Manila Science faculty, pupils file 'most urgent' plea vs. K-to-12


Teachers and students of the Manila Science High School (MSHS) have once again asked the Supreme Court to stop the implementation of the controversial "Kindergarten to Grade 12" or K to 12 program.

In their fourth and "most extremely urgent motion" filed on Monday, the petitioners asked the SC to resolve their plea for the issuance of a temporary restraining order (TRO) against the K to 12 program, which they filed on June 23 last year.

The petitioners said they are "completely baffled by the continued inaction" of the high tribunal despite their motion for a TRO being "most ripe for resolution and long overdue."

Grade 10 students to suffer

They said their Grade 10 students will suffer grave injustice and irreparable injury of not being admitted to college next school year if the high court will not act on their petition.

Aside from their latest motion, the teachers, students and their parents have filed three other urgent motions for resolution of the TRO plea since filing their petition in June 2015: first on July 28, 2015, the second on September 17, 2015, the third on December 2, 2015.

"They implore and beseech the Honorable Supreme Court to forthwith and without further delay, immediately issue the Temporary Restraining Order they have long been praying for, so that the implementation of the K to 12 law be stopped, thus allowing the current Grade Ten students to take College Entrance Tests and eventually enter College next school year," the group said in a statement.

"They cannot understand why it takes so long [some as long as two (2) months] for very simple Resolutions to reach them," they added as they asked the SC to include their latest motion in the en banc session's agenda on Tuesday.

MSHS doesn't need K to 12

The petitioners insisted that their school no longer needs the K-12 Program because their current curriculum are already "heavier and more advanced" compared to those of other schools.

MSHS students likewise were "gifted and talented learners" who can "master" their secondary studies in four years, the petitioners added..

The petitioners also wanted their school's special science curriculum, in which some subjects had been discarded due to the K to 12 Program, be restored.

The petitioners said forcing the students to take two additional years in senior high school would "frustrate the very purpose why the School was established in the very first place, putting to great waste their special talents and capabilities."

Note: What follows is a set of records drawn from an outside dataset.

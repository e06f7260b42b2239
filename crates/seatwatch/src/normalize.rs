//! Turns harvested rows into typed offerings.

use tracing::warn;

use crate::error::Error;
use crate::types::{fields, CourseOffering, RawRecord};

/// Result of normalizing one snapshot.
#[derive(Debug, Default)]
pub struct NormalizedBatch {
    pub offerings: Vec<CourseOffering>,
    /// Rows that were dropped, with the reason.
    pub rejected: Vec<Error>,
}

/// Normalizes a whole snapshot. Malformed rows are logged and dropped; the
/// rest of the batch is kept.
pub fn normalize_batch(records: &[RawRecord]) -> NormalizedBatch {
    let mut batch = NormalizedBatch::default();

    for (index, record) in records.iter().enumerate() {
        match normalize_record(record) {
            Ok(offering) => batch.offerings.push(offering),
            Err(e) => {
                warn!(row = index, error = %e, "Dropping malformed record");
                batch.rejected.push(e);
            }
        }
    }

    batch
}

/// Normalizes a single harvested row.
pub fn normalize_record(record: &RawRecord) -> Result<CourseOffering, Error> {
    let subject_code = text(record, fields::SUBJECT_CODE).to_uppercase();
    if subject_code.is_empty() {
        return Err(malformed(format!("missing `{}`", fields::SUBJECT_CODE)));
    }

    let offered_seats = seat_count(record, fields::OFFERED)?;
    let occupied_seats = seat_count(record, fields::OCCUPIED)?;

    Ok(CourseOffering {
        subject_code,
        subject_name: collapse_whitespace(&text(record, fields::SUBJECT_NAME)),
        section_number: text(record, fields::SECTION),
        term_label: text(record, fields::TERM),
        instructor: collapse_whitespace(&text(record, fields::INSTRUCTOR)),
        schedule: collapse_whitespace(&text(record, fields::SCHEDULE)),
        offered_seats,
        occupied_seats,
        location: collapse_whitespace(&text(record, fields::LOCATION)),
    })
}

fn text(record: &RawRecord, key: &str) -> String {
    record
        .get(key)
        .map(|v| v.trim().to_string())
        .unwrap_or_default()
}

/// Identity fields are compared verbatim across cycles, so runs of
/// whitespace from the page markup are folded into one space.
fn collapse_whitespace(value: &str) -> String {
    value.split_whitespace().collect::<Vec<_>>().join(" ")
}

fn seat_count(record: &RawRecord, key: &str) -> Result<u32, Error> {
    let raw = record
        .get(key)
        .map(|v| v.trim())
        .ok_or_else(|| malformed(format!("missing `{key}`")))?;

    raw.parse::<u32>()
        .map_err(|_| malformed(format!("`{key}` is not a non-negative integer: {raw:?}")))
}

fn malformed(reason: String) -> Error {
    Error::MalformedRecord { reason }
}

#[cfg(test)]
mod tests {
    use super::*;

    fn raw(code: &str, offered: &str, occupied: &str) -> RawRecord {
        [
            (fields::SUBJECT_CODE, code),
            (fields::SUBJECT_NAME, "Cálculo  1"),
            (fields::SECTION, "01"),
            (fields::TERM, "2025.2"),
            (fields::INSTRUCTOR, "MARIA   SILVA"),
            (fields::SCHEDULE, "35T23"),
            (fields::OFFERED, offered),
            (fields::OCCUPIED, occupied),
            (fields::LOCATION, "FGA - S1"),
        ]
        .into_iter()
        .map(|(k, v)| (k.to_string(), v.to_string()))
        .collect()
    }

    #[test]
    fn test_normalize_valid_record() {
        let offering = normalize_record(&raw("fga0001", " 40 ", "37")).unwrap();
        assert_eq!(offering.subject_code, "FGA0001");
        assert_eq!(offering.subject_name, "Cálculo 1");
        assert_eq!(offering.instructor, "MARIA SILVA");
        assert_eq!(offering.offered_seats, 40);
        assert_eq!(offering.occupied_seats, 37);
        assert_eq!(offering.available_seats(), 3);
    }

    #[test]
    fn test_reported_available_is_ignored() {
        let mut record = raw("FGA0001", "40", "40");
        record.insert(fields::AVAILABLE.to_string(), "12".to_string());
        let offering = normalize_record(&record).unwrap();
        assert_eq!(offering.available_seats(), 0);
    }

    #[test]
    fn test_negative_or_text_seats_are_malformed() {
        assert!(matches!(
            normalize_record(&raw("FGA0001", "-1", "0")),
            Err(Error::MalformedRecord { .. })
        ));
        assert!(matches!(
            normalize_record(&raw("FGA0001", "40", "n/a")),
            Err(Error::MalformedRecord { .. })
        ));
    }

    #[test]
    fn test_missing_fields_are_malformed() {
        let mut record = raw("FGA0001", "40", "0");
        record.remove(fields::OCCUPIED);
        assert!(normalize_record(&record).is_err());

        assert!(normalize_record(&raw("  ", "40", "0")).is_err());
    }

    #[test]
    fn test_batch_keeps_good_rows() {
        let records = vec![
            raw("FGA0001", "40", "0"),
            raw("FGA0002", "forty", "0"),
            raw("FGA0003", "10", "10"),
        ];
        let batch = normalize_batch(&records);
        assert_eq!(batch.offerings.len(), 2);
        assert_eq!(batch.rejected.len(), 1);
        assert!(matches!(batch.rejected[0], Error::MalformedRecord { .. }));
    }
}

They said implementing the K to 12 program in MSHS would become a "huge step backwards insofar as the development of science and technology mandated by the Philippine Constitution."

The petitioners said the controversial law should not be applied retroactively to Grade 10 students of MSHS. "[The] new methodology - the spiral progression approach - where knowledge and skills are mastered after each level... most evidently, cannot start at the end with senior high school but must start at kindergarden."

No consultation

In their plea in June last year, the petitioners said Congress violated the students’ rights to due process, to equal protection, and to select a course of study when they crafted RA 10533, “by unfairly and unreasonably requiring them to attend two additional years of senior high school as a pre-condition to entry to college."

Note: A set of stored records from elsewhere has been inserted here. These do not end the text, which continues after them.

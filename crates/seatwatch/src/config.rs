//! Application configuration, loaded from a JSON file with environment overrides.

use std::env;
use std::fs;
use std::path::{Path, PathBuf};
use std::time::Duration;

use serde::{Deserialize, Serialize};

use crate::error::{Error, Result};
use crate::harvest::HarvesterConfig;
use crate::notify::{DispatchConfig, TelegramConfig};
use crate::types::SubscriberId;

/// Environment variable naming the config file.
pub const CONFIG_PATH_ENV: &str = "SEATWATCH_CONFIG";
/// Environment variable that overrides `telegram.bot_token`.
pub const BOT_TOKEN_ENV: &str = "BOT_TOKEN";

#[derive(Debug, Clone, Default, Serialize, Deserialize)]
#[serde(default)]
pub struct AppConfig {
    pub storage: StorageConfig,
    pub harvester: HarvesterConfig,
    pub scrape: ScrapeConfig,
    pub notify: NotifyConfig,
    pub telegram: TelegramConfig,
    pub server: Option<ServerConfig>,
}

/// Both databases must survive restarts; they may live in separate files.
#[derive(Debug, Clone, Serialize, Deserialize)]
#[serde(default)]
pub struct StorageConfig {
    pub offerings_db: PathBuf,
    pub subscriptions_db: PathBuf,
}

impl Default for StorageConfig {
    fn default() -> Self {
        Self {
            offerings_db: PathBuf::from("classes.db"),
            subscriptions_db: PathBuf::from("chats.db"),
        }
    }
}

#[derive(Debug, Clone, Serialize, Deserialize)]
#[serde(default)]
pub struct ScrapeConfig {
    /// Delay between the end of one cycle and the start of the next.
    pub interval_secs: u64,
    /// Consecutive failed cycles before the operator is alerted.
    pub failure_alert_threshold: u32,
}

impl Default for ScrapeConfig {
    fn default() -> Self {
        Self {
            interval_secs: 300,
            failure_alert_threshold: 5,
        }
    }
}

impl ScrapeConfig {
    pub fn interval(&self) -> Duration {
        Duration::from_secs(self.interval_secs)
    }
}

#[derive(Debug, Clone, Serialize, Deserialize)]
#[serde(default)]
pub struct NotifyConfig {
    pub remove_after_notify: bool,
    pub max_concurrent_sends: usize,
    /// Chat that receives operator alerts about persistent harvest failures.
    pub operator_chat_id: Option<SubscriberId>,
}

impl Default for NotifyConfig {
    fn default() -> Self {
        let dispatch = DispatchConfig::default();
        Self {
            remove_after_notify: dispatch.remove_after_notify,
            max_concurrent_sends: dispatch.max_concurrent_sends,
            operator_chat_id: None,
        }
    }
}

impl NotifyConfig {
    pub fn dispatch(&self) -> DispatchConfig {
        DispatchConfig {
            remove_after_notify: self.remove_after_notify,
            max_concurrent_sends: self.max_concurrent_sends,
        }
    }
}

/// Read-only HTTP API.
#[derive(Debug, Clone, Serialize, Deserialize)]
#[serde(default)]
pub struct ServerConfig {
    pub address: String,
    pub port: u16,
}

impl Default for ServerConfig {
    fn default() -> Self {
        Self {
            address: "127.0.0.1".to_string(),
            port: 8080,
        }
    }
}

impl AppConfig {
    /// Loads the config from `path`, or from `$SEATWATCH_CONFIG`, or falls
    /// back to defaults when neither is set. `$BOT_TOKEN` always wins over the
    /// file's token.
    pub fn load(path: Option<&Path>) -> Result<Self> {
        let path = path
            .map(Path::to_path_buf)
            .or_else(|| env::var_os(CONFIG_PATH_ENV).map(PathBuf::from));

        let mut config = match path {
            Some(path) => Self::load_from_file(&path)?,
            None => Self::default(),
        };

        if let Ok(token) = env::var(BOT_TOKEN_ENV) {
            if !token.trim().is_empty() {
                config.telegram.bot_token = token.trim().to_string();
            }
        }

        config.validate()?;
        Ok(config)
    }

    /// Parses a JSON config file without applying overrides or validation.
    pub fn load_from_file(path: &Path) -> Result<Self> {
        let content = fs::read_to_string(path)
            .map_err(|e| Error::config(format!("cannot read {}: {e}", path.display())))?;
        serde_json::from_str(&content)
            .map_err(|e| Error::config(format!("cannot parse {}: {e}", path.display())))
    }

    pub fn validate(&self) -> Result<()> {
        if self.scrape.interval_secs == 0 {
            return Err(Error::config("scrape.interval_secs must be greater than 0"));
        }
        if self.notify.max_concurrent_sends == 0 {
            return Err(Error::config("notify.max_concurrent_sends must be greater than 0"));
        }
        if self.telegram.bot_token.trim().is_empty() {
            return Err(Error::config(format!(
                "telegram.bot_token is empty (set it in the config file or ${BOT_TOKEN_ENV})"
            )));
        }
        if self.harvester.departments.is_empty() {
            return Err(Error::config("harvester.departments must list at least one department"));
        }
        Ok(())
    }
}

They also said Education Secretary Armin Luistro and the other respondents committed grave abuse of discretion when they implemented the K to 12 program without prior consultation with parents and teachers.

They said the assailed curriculum under the K to 12 program, implemented at the MSHS in 2012, should not have been put in force yet that year because the law on the matter was still being deliberated by Congress that time.

The petitioners added that RA 10533 should be applied prospectively and should only cover students who started kindergarten in 2013.

The petitioners asked the high tribunal to stop the implementation of the current curriculum under the K to 12 program, and restore the special science curriculum by coming up with “remedial measures” to ensure the math and science subjects discarded under K-12 will be taught to the students.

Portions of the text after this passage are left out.